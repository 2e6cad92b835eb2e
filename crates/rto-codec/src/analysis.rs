//! Content sniffing: is this input worth compressing at all?
//!
//! The codec round-trips anything, so this is advisory for callers that want
//! to skip binary or already-compressed files.

use serde::Serialize;

const NULL_SCAN_LEN: usize = 1024;
const SAMPLE_LEN: usize = 4096;
const HIGH_ENTROPY: f64 = 7.5;
const DENSE_ENTROPY: f64 = 6.0;
const SPARSE_WHITESPACE: f64 = 0.05;

#[derive(Debug, Clone, Copy, PartialEq, Eq, Serialize)]
#[serde(rename_all = "snake_case")]
pub enum ContentKind {
    Empty,
    /// Null byte near the start.
    Binary,
    /// Looks compressed or encrypted.
    HighEntropy,
    /// Dense, almost no whitespace: binary or minified.
    BinaryLikely,
    Text,
}

#[derive(Debug, Clone, Copy, PartialEq, Eq, Serialize)]
#[serde(rename_all = "snake_case")]
pub enum Recommendation {
    Pass,
    Compress,
}

#[derive(Debug, Clone, Copy, PartialEq, Serialize)]
pub struct Analysis {
    pub kind: ContentKind,
    pub entropy: f64,
    pub whitespace_ratio: f64,
}

impl Analysis {
    pub fn recommendation(&self) -> Recommendation {
        match self.kind {
            ContentKind::Text => Recommendation::Compress,
            _ => Recommendation::Pass,
        }
    }
}

/// Shannon entropy in bits per byte.
pub fn shannon_entropy(data: &[u8]) -> f64 {
    if data.is_empty() {
        return 0.0;
    }
    let mut counts = [0usize; 256];
    for &b in data {
        counts[b as usize] += 1;
    }
    let len = data.len() as f64;
    counts
        .iter()
        .filter(|&&c| c > 0)
        .map(|&c| {
            let p = c as f64 / len;
            -p * p.log2()
        })
        .sum()
}

pub fn whitespace_ratio(data: &[u8]) -> f64 {
    if data.is_empty() {
        return 0.0;
    }
    let ws = data.iter().filter(|b| matches!(b, b' ' | b'\t' | b'\n' | b'\r')).count();
    ws as f64 / data.len() as f64
}

/// Classify raw input from its first few kilobytes.
pub fn analyze(data: &[u8]) -> Analysis {
    if data.is_empty() {
        return Analysis { kind: ContentKind::Empty, entropy: 0.0, whitespace_ratio: 0.0 };
    }
    if data[..data.len().min(NULL_SCAN_LEN)].contains(&0) {
        return Analysis { kind: ContentKind::Binary, entropy: 0.0, whitespace_ratio: 0.0 };
    }

    let sample = &data[..data.len().min(SAMPLE_LEN)];
    let entropy = shannon_entropy(sample);
    let ws_ratio = whitespace_ratio(sample);

    let kind = if entropy > HIGH_ENTROPY {
        ContentKind::HighEntropy
    } else if ws_ratio < SPARSE_WHITESPACE && entropy > DENSE_ENTROPY {
        ContentKind::BinaryLikely
    } else {
        ContentKind::Text
    };
    Analysis { kind, entropy, whitespace_ratio: ws_ratio }
}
--
▶ [ACTION ITEM]
State how many lines of the records contain the word "data". Give that number alone.

▶ [EXERCISE OUTPUT]
12